PROBLEM » From the entries below, please gather each line containing the string "accepted".

Stored items:
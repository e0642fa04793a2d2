//! Manifest loading and candidate filtering

use std::io::Write;
use std::path::PathBuf;

use mediadispatch_core::capabilities::constants::{codec, handle_type};
use mediadispatch_core::capabilities::{ApiVersion, DeviceHandle, LibraryKind, PropertyId};
use mediadispatch_core::manifest::NegotiationManifest;
use mediadispatch_core::Error;

fn fixture(name: &str) -> PathBuf {
    PathBuf::from(env!("CARGO_MANIFEST_DIR"))
        .join("tests")
        .join("fixtures")
        .join(name)
}

#[test]
fn test_yaml_fixture_selects_hardware_hevc_decoder() {
    let manifest = NegotiationManifest::from_path(fixture("hevc_decode_session.yaml")).unwrap();
    assert_eq!(manifest.configs.len(), 2);
    assert_eq!(manifest.candidates.len(), 3);
    assert_eq!(manifest.candidates[2].kind, LibraryKind::LegacyMsdk);

    let loader = manifest.build_loader().unwrap();
    assert_eq!(
        loader.configs()[0].u32(PropertyId::DecCodecId),
        Some(codec::HEVC)
    );

    // software fails Impl, legacy fails the 2.5 version gate
    let accepted = loader.filter(&manifest.candidates);
    assert_eq!(accepted.len(), 1);
    assert_eq!(accepted[0].index, 1);
    assert_eq!(accepted[0].name, "libmfx-gen");

    let special = accepted[0].special;
    assert_eq!(special.device_handle_type, Some(handle_type::VA_DISPLAY));
    assert_eq!(special.device_handle, Some(DeviceHandle(4096)));
    assert_eq!(special.api_version, Some(ApiVersion::new(2, 5)));
}

#[test]
fn test_json_manifest_from_tempfile() {
    let mut file = tempfile::Builder::new().suffix(".json").tempfile().unwrap();
    write!(
        file,
        r#"{{
            "configs": [[{{"path": "mfxImplDescription.ImplName", "text": "mfx-sw"}}]],
            "candidates": [
                {{"name": "gpu", "description": {{"impl": 2, "impl_name": "mfx-gen"}}}},
                {{"name": "cpu", "description": {{"impl": 1, "impl_name": "mfx-sw"}}}}
            ]
        }}"#
    )
    .unwrap();

    let manifest = NegotiationManifest::from_path(file.path()).unwrap();
    let accepted = manifest.negotiate().unwrap();
    assert_eq!(accepted.len(), 1);
    assert_eq!(accepted[0].name, "cpu");
}

#[test]
fn test_yml_extension_is_read_as_yaml() {
    let dir = tempfile::tempdir().unwrap();
    let path = dir.path().join("session.yml");
    std::fs::write(
        &path,
        "configs:\n  - - path: mfxImplDescription.Impl\n      u32: 1\ncandidates: []\n",
    )
    .unwrap();

    let manifest = NegotiationManifest::from_path(&path).unwrap();
    assert_eq!(manifest.configs[0].len(), 1);
    assert!(manifest.negotiate().unwrap().is_empty());
}

#[test]
fn test_missing_file_is_io_error() {
    let dir = tempfile::tempdir().unwrap();
    let result = NegotiationManifest::from_path(dir.path().join("absent.json"));
    assert!(matches!(result, Err(Error::Io(_))));
}

#[test]
fn test_malformed_manifest_is_parse_error() {
    let mut file = tempfile::Builder::new().suffix(".json").tempfile().unwrap();
    write!(file, "{{\"configs\": 5}}").unwrap();
    assert!(matches!(
        NegotiationManifest::from_path(file.path()),
        Err(Error::Json(_))
    ));
}

#[test]
fn test_bad_setting_stops_negotiation() {
    let manifest = NegotiationManifest::from_yaml(
        r#"
configs:
  - - path: mfxImplDescription.mfxDecoderDescription.decoder.CodecID
      fourcc: HEVC1
candidates:
  - name: gpu
"#,
    )
    .unwrap();

    assert!(matches!(
        manifest.negotiate(),
        Err(Error::InvalidManifest(_))
    ));
}
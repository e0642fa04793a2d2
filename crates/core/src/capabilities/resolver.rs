//! Property path resolution
//!
//! Maps a dotted property path onto a [`PropertyId`]. Paths mirror the
//! nesting of the implementation description:
//!
//! ```text
//! mfxImplDescription.mfxDecoderDescription.decoder.decprofile.decmemdesc.ColorFormat
//! └─ root ──────────┘└─ section ─────────┘└─ codec ┘└ profile ┘└ memory ┘└ leaf ────┘
//! ```
//!
//! A handful of special paths (`mfxHandleType`, `mfxHDL`, `DXGIAdapterIndex`,
//! `mfxImplementedFunctions.FunctionsName`) live outside the description root.
//! This vocabulary is what applications write, so it is matched exactly,
//! including the singular/plural synonyms for color and output formats.
//!
//! # Example
//!
//! ```rust
//! use mediadispatch_core::capabilities::{resolve_property, PropertyId, ScalarType};
//!
//! let id = resolve_property(
//!     "mfxImplDescription.mfxDecoderDescription.decoder.CodecID",
//!     ScalarType::U32,
//! )
//! .unwrap();
//! assert_eq!(id, PropertyId::DecCodecId);
//! ```

use std::str::Split;

use super::constraints::{PropertyId, ScalarType};
use crate::{Error, Result};

/// Cursor over the dot-separated segments of a property path.
struct Segments<'a> {
    path: &'a str,
    parts: Split<'a, char>,
}

impl<'a> Segments<'a> {
    fn new(path: &'a str) -> Self {
        Self {
            path,
            parts: path.split('.'),
        }
    }

    /// Next segment, or `""` once the path is exhausted.
    fn next(&mut self) -> &'a str {
        self.parts.next().unwrap_or("")
    }

    /// Accept `id` if nothing follows the current segment.
    fn leaf(mut self, id: PropertyId) -> Result<PropertyId> {
        match self.parts.next() {
            None => Ok(id),
            Some(extra) => Err(Error::NotFound(format!(
                "'{}': unexpected segment '{}' after {}",
                self.path, extra, id
            ))),
        }
    }

    fn unknown(&self, segment: &str) -> Error {
        if segment.is_empty() {
            Error::NotFound(format!("'{}': path ends before a property", self.path))
        } else {
            Error::NotFound(format!("'{}': unknown segment '{}'", self.path, segment))
        }
    }
}

/// Resolve a property path to its schema entry.
///
/// `value_type` is the wire type of the value about to be stored. It only
/// matters for `DeviceID`, which is routed to the numeric slot for integer
/// values and to the string slot for pointer values.
pub fn resolve_property(path: &str, value_type: ScalarType) -> Result<PropertyId> {
    let mut segs = Segments::new(path);

    let root = segs.next();
    match root {
        "mfxHandleType" => segs.leaf(PropertyId::SpecialHandleType),
        "mfxHDL" => segs.leaf(PropertyId::SpecialHandle),
        "DXGIAdapterIndex" => {
            if cfg!(windows) {
                segs.leaf(PropertyId::SpecialDxgiAdapterIndex)
            } else {
                Err(Error::NotFound(format!(
                    "'{}': adapter index is only available on Windows",
                    path
                )))
            }
        }
        "mfxImplementedFunctions" => match segs.next() {
            "FunctionsName" => segs.leaf(PropertyId::FunctionName),
            other => Err(segs.unknown(other)),
        },
        "mfxImplDescription" => resolve_description(segs, value_type),
        other => Err(segs.unknown(other)),
    }
}

fn resolve_description(mut segs: Segments<'_>, value_type: ScalarType) -> Result<PropertyId> {
    let id = match segs.next() {
        "Impl" => PropertyId::Impl,
        "AccelerationMode" => PropertyId::AccelerationMode,
        "VendorID" => PropertyId::VendorId,
        "VendorImplID" => PropertyId::VendorImplId,
        "ImplName" => PropertyId::ImplName,
        "License" => PropertyId::License,
        "Keywords" => PropertyId::Keywords,
        "ApiVersion" => match segs.next() {
            "Version" => PropertyId::ApiVersion,
            "Major" => PropertyId::ApiVersionMajor,
            "Minor" => PropertyId::ApiVersionMinor,
            other => return Err(segs.unknown(other)),
        },
        "mfxDeviceDescription" => return resolve_device(segs, value_type),
        "mfxDecoderDescription" => return resolve_decoder(segs),
        "mfxEncoderDescription" => return resolve_encoder(segs),
        "mfxVPPDescription" => return resolve_filter(segs),
        other => return Err(segs.unknown(other)),
    };
    segs.leaf(id)
}

fn resolve_device(mut segs: Segments<'_>, value_type: ScalarType) -> Result<PropertyId> {
    let mut next = segs.next();
    // older naming had an extra "device" level
    if next == "device" {
        next = segs.next();
    }

    match next {
        "DeviceID" if value_type == ScalarType::Ptr => segs.leaf(PropertyId::DeviceIdStr),
        "DeviceID" => segs.leaf(PropertyId::DeviceId),
        other => Err(segs.unknown(other)),
    }
}

fn resolve_decoder(mut segs: Segments<'_>) -> Result<PropertyId> {
    match segs.next() {
        "decoder" => {}
        other => return Err(segs.unknown(other)),
    }

    let id = match segs.next() {
        "CodecID" => PropertyId::DecCodecId,
        "MaxcodecLevel" => PropertyId::DecMaxCodecLevel,
        "decprofile" => match segs.next() {
            "Profile" => PropertyId::DecProfile,
            "decmemdesc" => match segs.next() {
                "MemHandleType" => PropertyId::DecMemHandleType,
                "Width" => PropertyId::DecWidth,
                "Height" => PropertyId::DecHeight,
                "ColorFormat" | "ColorFormats" => PropertyId::DecColorFormat,
                other => return Err(segs.unknown(other)),
            },
            other => return Err(segs.unknown(other)),
        },
        other => return Err(segs.unknown(other)),
    };
    segs.leaf(id)
}

fn resolve_encoder(mut segs: Segments<'_>) -> Result<PropertyId> {
    match segs.next() {
        "encoder" => {}
        other => return Err(segs.unknown(other)),
    }

    let id = match segs.next() {
        "CodecID" => PropertyId::EncCodecId,
        "MaxcodecLevel" => PropertyId::EncMaxCodecLevel,
        "BiDirectionalPrediction" => PropertyId::EncBiDirectionalPrediction,
        "encprofile" => match segs.next() {
            "Profile" => PropertyId::EncProfile,
            "encmemdesc" => match segs.next() {
                "MemHandleType" => PropertyId::EncMemHandleType,
                "Width" => PropertyId::EncWidth,
                "Height" => PropertyId::EncHeight,
                "ColorFormat" | "ColorFormats" => PropertyId::EncColorFormat,
                other => return Err(segs.unknown(other)),
            },
            other => return Err(segs.unknown(other)),
        },
        other => return Err(segs.unknown(other)),
    };
    segs.leaf(id)
}

fn resolve_filter(mut segs: Segments<'_>) -> Result<PropertyId> {
    match segs.next() {
        "filter" => {}
        other => return Err(segs.unknown(other)),
    }

    let id = match segs.next() {
        "FilterFourCC" => PropertyId::VppFilterFourCC,
        "MaxDelayInFrames" => PropertyId::VppMaxDelayInFrames,
        "memdesc" => match segs.next() {
            "MemHandleType" => PropertyId::VppMemHandleType,
            "Width" => PropertyId::VppWidth,
            "Height" => PropertyId::VppHeight,
            "format" => match segs.next() {
                "InFormat" => PropertyId::VppInFormat,
                "OutFormat" | "OutFormats" => PropertyId::VppOutFormat,
                other => return Err(segs.unknown(other)),
            },
            other => return Err(segs.unknown(other)),
        },
        other => return Err(segs.unknown(other)),
    };
    segs.leaf(id)
}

YOUR SOLUTION »
    let accepted = loader.filter(&manifest.candidates);
    assert_eq!(accepted.len(), 1);
    assert_eq!(accepted[0].index, 1);
    assert_eq!(accepted[0].name, "libmfx-gen");
    let special = accepted[0].special;
    let accepted = manifest.negotiate().unwrap();
    assert_eq!(accepted.len(), 1);
    assert_eq!(accepted[0].name, "cpu");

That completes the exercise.